Степан забылся неспокойным сном, и всякий раз, когда старик зачем-либо входил в избушку, он отрывал голову от шерстяного ложника, мутно вглядываясь и узнавая старика, опять проваливался в забытье. Под вечер встал, встряхнулся.
– Ну, теперь я весеннему суслику ровня.
Ужинали при свете лучины. Старик не торопился с разговором. А Степану не терпелось:
– Ради чего я ему покоряться должен?
– Власть он в здешних краях. Как перечить?
– По-твоему, дедка, я должен стоять, как березка. Он с меня будет бересту драть, а я – стой?
– Та ведь не до смерти ободрал бы. Исполу предлагал поделить.
– Исполу. Мне, что ль, досталось то могильное золото? Он со всем нашим согласьем, со всей слободой готов исполу делиться? Готов, нечестивец. Да неравно получается, не исполу – один со всей слободы будет драть…
– Что ты отдал свое золото на дело книжное да на иконное, то я знаю. Ты, Степка, не кипятись. И все мы так – не себе, а на благочестие. Но как ты благочестие наше древлее блюсти будешь, коли тебе этот человек будет теперь на пятки наступать? Он ведь не отступится.
– Да он же воровски требует!
– Да и мы золото не больно праведно обрели. Грех я на душу взял – пошел с вами в бугры. Чьи-то могилки, пусть и не православные, опакостили.

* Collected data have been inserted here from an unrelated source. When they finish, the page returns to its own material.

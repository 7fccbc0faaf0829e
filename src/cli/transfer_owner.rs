use anyhow::{bail, Result};
use streams_core::host::DialogOutcome;

use super::Session;

pub async fn execute(session: &Session, id: &str, new_owner: String) -> Result<()> {
    let mut controller = session.controller(session.dialogs().with_new_owner(new_owner));
    controller.mount().await;

    let instance = session.resolve(&controller, id).await?;
    if !controller.user().can_manage(&instance) {
        bail!(
            "You do not have permission to change the owner of instance '{}'",
            instance.name
        );
    }

    if controller.change_owner(&instance).await == DialogOutcome::Dismissed {
        bail!("Owner of '{}' was not changed", instance.name);
    }

    session.render(&controller)
}
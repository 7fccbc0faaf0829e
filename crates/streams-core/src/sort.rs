use serde::{Deserialize, Serialize};
use std::fmt;
use std::str::FromStr;
use thiserror::Error;

/// Sortable table columns, in table order.
#[derive(Debug, Clone, Copy, PartialEq, Eq, Hash, Serialize, Deserialize)]
pub enum SortColumn {
    Name,
    CloudProvider,
    Region,
    Owner,
    Status,
    CreatedAt,
}

impl SortColumn {
    pub const ALL: [SortColumn; 6] = [
        SortColumn::Name,
        SortColumn::CloudProvider,
        SortColumn::Region,
        SortColumn::Owner,
        SortColumn::Status,
        SortColumn::CreatedAt,
    ];

    pub fn from_index(index: usize) -> Option<Self> {
        Self::ALL.get(index).copied()
    }

    pub fn index(&self) -> usize {
        match self {
            SortColumn::Name => 0,
            SortColumn::CloudProvider => 1,
            SortColumn::Region => 2,
            SortColumn::Owner => 3,
            SortColumn::Status => 4,
            SortColumn::CreatedAt => 5,
        }
    }

    /// Backend field name used in `orderBy`.
    pub fn field(&self) -> &'static str {
        match self {
            SortColumn::Name => "name",
            SortColumn::CloudProvider => "cloud_provider",
            SortColumn::Region => "region",
            SortColumn::Owner => "owner",
            SortColumn::Status => "status",
            SortColumn::CreatedAt => "created_at",
        }
    }

    pub fn from_field(field: &str) -> Option<Self> {
        Self::ALL
            .iter()
            .copied()
            .find(|column| column.field() == field.to_lowercase())
    }
}

#[derive(Debug, Clone, Copy, PartialEq, Eq, Hash, Serialize, Deserialize)]
pub enum SortDirection {
    Asc,
    Desc,
}

impl SortDirection {
    pub fn as_str(&self) -> &'static str {
        match self {
            SortDirection::Asc => "asc",
            SortDirection::Desc => "desc",
        }
    }
}

#[derive(Debug, Clone, PartialEq, Eq, Error)]
pub enum ParseOrderByError {
    #[error("order must look like '<field> <asc|desc>', got '{0}'")]
    Malformed(String),

    #[error("'{0}' is not a sortable column")]
    UnknownField(String),

    #[error("'{0}' is not a sort direction")]
    UnknownDirection(String),
}

#[derive(Debug, Clone, Copy, PartialEq, Eq, Hash, Serialize, Deserialize)]
pub struct OrderBy {
    pub column: SortColumn,
    pub direction: SortDirection,
}

impl Default for OrderBy {
    fn default() -> Self {
        Self {
            column: SortColumn::CreatedAt,
            direction: SortDirection::Desc,
        }
    }
}

impl OrderBy {
    pub fn new(column: SortColumn, direction: SortDirection) -> Self {
        Self { column, direction }
    }

    /// Order produced by clicking the header at `index`.
    ///
    /// The first sort on the created-at column is forced to descending, so the
    /// newest instances come first whatever the table asked for.
    pub fn on_sort(
        current: Option<OrderBy>,
        index: usize,
        requested: SortDirection,
    ) -> Option<OrderBy> {
        let column = SortColumn::from_index(index)?;

        let already_sorted = current.map(|order| order.column) == Some(column);
        let direction = if column == SortColumn::CreatedAt && !already_sorted {
            SortDirection::Desc
        } else {
            requested
        };

        Some(OrderBy::new(column, direction))
    }
}

impl fmt::Display for OrderBy {
    fn fmt(&self, f: &mut fmt::Formatter<'_>) -> fmt::Result {
        write!(f, "{} {}", self.column.field(), self.direction.as_str())
    }
}

impl FromStr for OrderBy {
    type Err = ParseOrderByError;

    fn from_str(s: &str) -> Result<Self, Self::Err> {
        let mut parts = s.split_whitespace();
        let (Some(field), Some(direction), None) = (parts.next(), parts.next(), parts.next())
        else {
            return Err(ParseOrderByError::Malformed(s.to_string()));
        };

        let column = SortColumn::from_field(field)
            .ok_or_else(|| ParseOrderByError::UnknownField(field.to_string()))?;
        let direction = match direction.to_lowercase().as_str() {
            "asc" => SortDirection::Asc,
            "desc" => SortDirection::Desc,
            other => return Err(ParseOrderByError::UnknownDirection(other.to_string())),
        };

        Ok(OrderBy::new(column, direction))
    }
}
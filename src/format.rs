use anyhow::Result;
use comfy_table::{modifiers::UTF8_ROUND_CORNERS, presets::UTF8_FULL, Table};
use serde::Serialize;
use streams_core::host::{Alert, AlertSeverity};
use streams_core::sort::SortDirection;
use streams_core::table::{
    provider_display_name, region_display_name, status_label, ExpiryCell, InstanceRow,
    ListView, RowView, TableView,
};
use streams_models::Instance;

pub fn print_json<T: Serialize>(value: &T) -> Result<()> {
    println!("{}", serde_json::to_string_pretty(value)?);
    Ok(())
}

pub fn print_list_view(view: &ListView) {
    match view {
        ListView::Unauthorized => {
            println!("You do not have access to streaming instances.");
            println!("Ask your organization administrator for access.");
        }
        ListView::Empty => {
            println!("No instances found.");
            println!(
                "\nCreate one with: streams-console create --name <name> --provider aws --region us-east-1"
            );
        }
        ListView::Table(table) => print_table(table),
    }
}

fn print_table(view: &TableView) {
    let header: Vec<String> = view
        .columns
        .iter()
        .enumerate()
        .map(|(index, title)| {
            if index == view.sort_index {
                let arrow = match view.sort_direction {
                    SortDirection::Asc => "▲",
                    SortDirection::Desc => "▼",
                };
                format!("{} {}", title.to_uppercase(), arrow)
            } else {
                title.to_uppercase()
            }
        })
        .collect();

    let mut table = Table::new();
    table
        .load_preset(UTF8_FULL)
        .apply_modifier(UTF8_ROUND_CORNERS)
        .set_header(header);

    for row in &view.rows {
        match row {
            RowView::Skeleton => {
                table.add_row(vec!["…"; view.columns.len()]);
            }
            RowView::Instance(row) => {
                table.add_row(instance_cells(row));
            }
        }
    }

    println!("{table}");

    if view.no_results {
        println!("No results found. Adjust your filters and try again.");
    }

    if let Some((first, last)) = page_range(view.page, view.per_page, view.total) {
        println!("{} - {} of {} (page {})", first, last, view.total, view.page);
    }
}

/// One-based positions of the first and last item on `page`, if it has any.
fn page_range(page: u32, per_page: u32, total: u32) -> Option<(u32, u32)> {
    let first = page
        .saturating_sub(1)
        .saturating_mul(per_page)
        .saturating_add(1);
    if total == 0 || per_page == 0 || first > total {
        return None;
    }
    let last = first.saturating_add(per_page - 1).min(total);
    Some((first, last))
}

fn instance_cells(row: &InstanceRow) -> Vec<String> {
    let mut name = row.name.clone();
    if row.selected {
        name = format!("> {}", name);
    }

    let mut created = row.created.clone();
    match &row.expires {
        Some(ExpiryCell::ExpiresIn(left)) => created.push_str(&format!("\nExpires in {}", left)),
        Some(ExpiryCell::Expired) => created.push_str("\nTrial expired"),
        Some(ExpiryCell::Pending) => created.push_str("\nExpires in …"),
        None => {}
    }

    vec![
        name,
        row.cloud_provider.clone(),
        row.region.clone(),
        row.owner.clone(),
        row.status.clone(),
        created,
    ]
}

pub fn print_alert(alert: &Alert) {
    let prefix = match alert.severity {
        AlertSeverity::Success => "✓",
        AlertSeverity::Info => "i",
        AlertSeverity::Warning => "!",
        AlertSeverity::Danger => "✗",
    };

    let line = match &alert.description {
        Some(description) => format!("{} {}: {}", prefix, alert.title, description),
        None => format!("{} {}", prefix, alert.title),
    };

    if alert.severity == AlertSeverity::Danger {
        eprintln!("{}", line);
    } else {
        println!("{}", line);
    }
}

pub fn print_instance_details(instance: &Instance) {
    println!("Instance: {}", instance.name);
    println!("  ID:         {}", instance.id.as_deref().unwrap_or("N/A"));
    println!("  Status:     {}", status_label(instance.status));
    println!("  Owner:      {}", instance.owner);
    println!(
        "  Provider:   {}",
        instance
            .cloud_provider
            .as_deref()
            .map(provider_display_name)
            .unwrap_or_else(|| "N/A".to_string())
    );
    println!(
        "  Region:     {}",
        instance
            .region
            .as_deref()
            .map(region_display_name)
            .unwrap_or_else(|| "N/A".to_string())
    );
    println!(
        "  Type:       {}",
        instance
            .instance_type
            .map(|t| t.to_string())
            .unwrap_or_else(|| "N/A".to_string())
    );
    println!("  Created:    {}", instance.created_at.to_rfc3339());
    println!("  Updated:    {}", instance.updated_at.to_rfc3339());
}

pub fn print_connection(instance: &Instance) {
    println!("Connection information for {}:", instance.name);
    match &instance.bootstrap_server_host {
        Some(host) => println!("  Bootstrap server: {}", host),
        None => println!("  Bootstrap server is not available until the instance is ready."),
    }
}
//! HTTP client for the instance management API.

mod cache;
mod error;

pub use cache::ResponseCache;
pub use error::{ClientError, Result};

use async_trait::async_trait;
use reqwest::{Method, RequestBuilder, Url};
use serde::de::DeserializeOwned;
use std::sync::Arc;
use std::time::Duration;
use streams_core::host::{CacheDirective, InstanceApi, ListRequest, SizeLookup};
use streams_core::ServiceError;
use streams_models::{
    ChangeOwnerRequest, CreateInstanceRequest, ErrorResponse, Instance, InstanceList,
    InstanceSize, InstanceType, SupportedInstanceTypesList,
};

const INSTANCES_PATH: &str = "/api/kafkas_mgmt/v1/kafkas";
const INSTANCE_TYPES_PATH: &str = "/api/kafkas_mgmt/v1/instance_types";

#[derive(Debug, Clone)]
pub struct ClientConfig {
    pub base_url: String,
    pub token: Option<String>,
    pub timeout: Duration,
}

impl ClientConfig {
    pub fn new(base_url: impl Into<String>) -> Self {
        Self {
            base_url: base_url.into(),
            token: None,
            timeout: Duration::from_secs(30),
        }
    }

    pub fn with_token(mut self, token: Option<String>) -> Self {
        self.token = token;
        self
    }

    pub fn with_timeout(mut self, timeout: Duration) -> Self {
        self.timeout = timeout;
        self
    }
}

#[derive(Clone)]
pub struct Client {
    http: reqwest::Client,
    base_url: Url,
    token: Option<String>,
    cache: Arc<ResponseCache>,
}

impl Client {
    pub fn new(config: ClientConfig) -> Result<Self> {
        let base_url = Url::parse(config.base_url.trim_end_matches('/'))
            .map_err(|_| ClientError::InvalidUrl(config.base_url.clone()))?;
        let http = reqwest::Client::builder().timeout(config.timeout).build()?;

        Ok(Self {
            http,
            base_url,
            token: config.token,
            cache: Arc::new(ResponseCache::new()),
        })
    }

    pub fn cache(&self) -> &ResponseCache {
        &self.cache
    }

    // ------------------------------------------------------------------------
    // Instances
    // ------------------------------------------------------------------------

    pub async fn fetch_instances(&self, request: &ListRequest) -> Result<InstanceList> {
        let mut url = self.url(INSTANCES_PATH)?;
        {
            let mut query = url.query_pairs_mut();
            query
                .append_pair("page", &request.page.to_string())
                .append_pair("size", &request.per_page.to_string())
                .append_pair("orderBy", &request.order_by);
            if !request.search.is_empty() {
                query.append_pair("search", &request.search);
            }
        }

        self.get_cached(url, request.cache).await
    }

    pub async fn get_instance(&self, id: &str) -> Result<Instance> {
        let url = self.url(&format!("{}/{}", INSTANCES_PATH, id))?;
        self.get_json(url).await
    }

    pub async fn create_instance(&self, request: &CreateInstanceRequest) -> Result<Instance> {
        let mut url = self.url(INSTANCES_PATH)?;
        url.query_pairs_mut().append_pair("async", "true");

        tracing::info!(
            "Creating instance '{}' in {}/{}",
            request.name,
            request.cloud_provider,
            request.region
        );
        let response = self.request(Method::POST, url).json(request).send().await?;
        Self::decode(response).await
    }

    pub async fn change_owner(&self, id: &str, owner: &str) -> Result<Instance> {
        let url = self.url(&format!("{}/{}", INSTANCES_PATH, id))?;
        let body = ChangeOwnerRequest {
            owner: owner.to_string(),
        };

        tracing::info!("Transferring instance {} to {}", id, owner);
        let response = self.request(Method::PATCH, url).json(&body).send().await?;
        Self::decode(response).await
    }

    pub async fn remove_instance(&self, id: &str, async_delete: bool) -> Result<()> {
        let mut url = self.url(&format!("{}/{}", INSTANCES_PATH, id))?;
        url.query_pairs_mut()
            .append_pair("async", &async_delete.to_string());

        let response = self.request(Method::DELETE, url).send().await?;
        Self::check(response).await?;
        Ok(())
    }

    // ------------------------------------------------------------------------
    // Sizes
    // ------------------------------------------------------------------------

    pub async fn instance_types(
        &self,
        provider: &str,
        region: &str,
    ) -> Result<SupportedInstanceTypesList> {
        let url = self.url(&format!("{}/{}/{}", INSTANCE_TYPES_PATH, provider, region))?;
        self.get_json(url).await
    }

    /// Trial sizes of `instance_type` offered in a region.
    pub async fn lookup_sizes(
        &self,
        instance_type: InstanceType,
        provider: &str,
        region: &str,
    ) -> Result<Vec<InstanceSize>> {
        let types = self.instance_types(provider, region).await?;

        Ok(types
            .instance_types
            .into_iter()
            .filter(|t| t.id == instance_type.as_str())
            .flat_map(|t| t.sizes)
            .filter_map(|size| {
                size.trial_duration_hours
                    .map(|trial_duration_hours| InstanceSize {
                        trial_duration_hours,
                    })
            })
            .collect())
    }

    // ------------------------------------------------------------------------
    // Plumbing
    // ------------------------------------------------------------------------

    fn url(&self, path: &str) -> Result<Url> {
        let full = format!("{}{}", self.base_url.as_str().trim_end_matches('/'), path);
        Url::parse(&full).map_err(|_| ClientError::InvalidUrl(full))
    }

    fn request(&self, method: Method, url: Url) -> RequestBuilder {
        let builder = self.http.request(method, url);
        match &self.token {
            Some(token) => builder.bearer_auth(token),
            None => builder,
        }
    }

    async fn get_json<T: DeserializeOwned>(&self, url: Url) -> Result<T> {
        tracing::debug!("GET {}", url);
        let response = self.request(Method::GET, url).send().await?;
        Self::decode(response).await
    }

    /// GET through the response cache. `Bypass` still refreshes the entry.
    async fn get_cached<T: DeserializeOwned>(&self, url: Url, cache: CacheDirective) -> Result<T> {
        let key = url.to_string();

        if let CacheDirective::MaxAge(max_age) = cache {
            if let Some(body) = self.cache.get(&key, max_age) {
                tracing::debug!("Cache hit for {}", key);
                return Ok(serde_json::from_str(&body)?);
            }
        }

        tracing::debug!("GET {}", key);
        let response = self.request(Method::GET, url).send().await?;
        let body = Self::check(response).await?;
        let value = serde_json::from_str(&body)?;
        self.cache.put(key, body);
        Ok(value)
    }

    async fn decode<T: DeserializeOwned>(response: reqwest::Response) -> Result<T> {
        let body = Self::check(response).await?;
        Ok(serde_json::from_str(&body)?)
    }

    /// Return the body of a successful response, or the decoded API error.
    async fn check(response: reqwest::Response) -> Result<String> {
        let status = response.status();
        let body = response.text().await?;

        if status.is_success() {
            return Ok(body);
        }

        let error: ErrorResponse = serde_json::from_str(&body).unwrap_or_default();
        tracing::debug!(
            "API returned {} (code {:?}, operation {:?})",
            status,
            error.code,
            error.operation_id
        );
        Err(ClientError::Api {
            status: status.as_u16(),
            code: error.code,
            reason: error
                .reason
                .or_else(|| status.canonical_reason().map(str::to_string)),
        })
    }
}

#[async_trait]
impl InstanceApi for Client {
    async fn list_instances(
        &self,
        request: &ListRequest,
    ) -> std::result::Result<InstanceList, ServiceError> {
        Ok(self.fetch_instances(request).await?)
    }

    async fn delete_instance(
        &self,
        id: &str,
        async_delete: bool,
    ) -> std::result::Result<(), ServiceError> {
        Ok(self.remove_instance(id, async_delete).await?)
    }
}

#[async_trait]
impl SizeLookup for Client {
    async fn get_sizes(
        &self,
        instance_type: InstanceType,
        provider: &str,
        region: &str,
    ) -> std::result::Result<Vec<InstanceSize>, ServiceError> {
        Ok(self.lookup_sizes(instance_type, provider, region).await?)
    }
}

Степан, распалившийся воспоминанием чередовской наглости, вдруг обмяк и потупился:
– Ты прости меня, дедка. Прости, я тоже грех взял… Не все могильное я отдал на иконы. – При этих словах Степан пошарил за пазухой и протянул старику открытую ладонь. В отблесках огня, свернувшись в ложбине ладони, сверкнул золотой зверь величиной не более голубиного яйца. Странно извернутый, так, что голова его касалась крестца, зверь бесстрастно смотрел на людей выпуклыми золотинами глаз. Старик отшатнулся.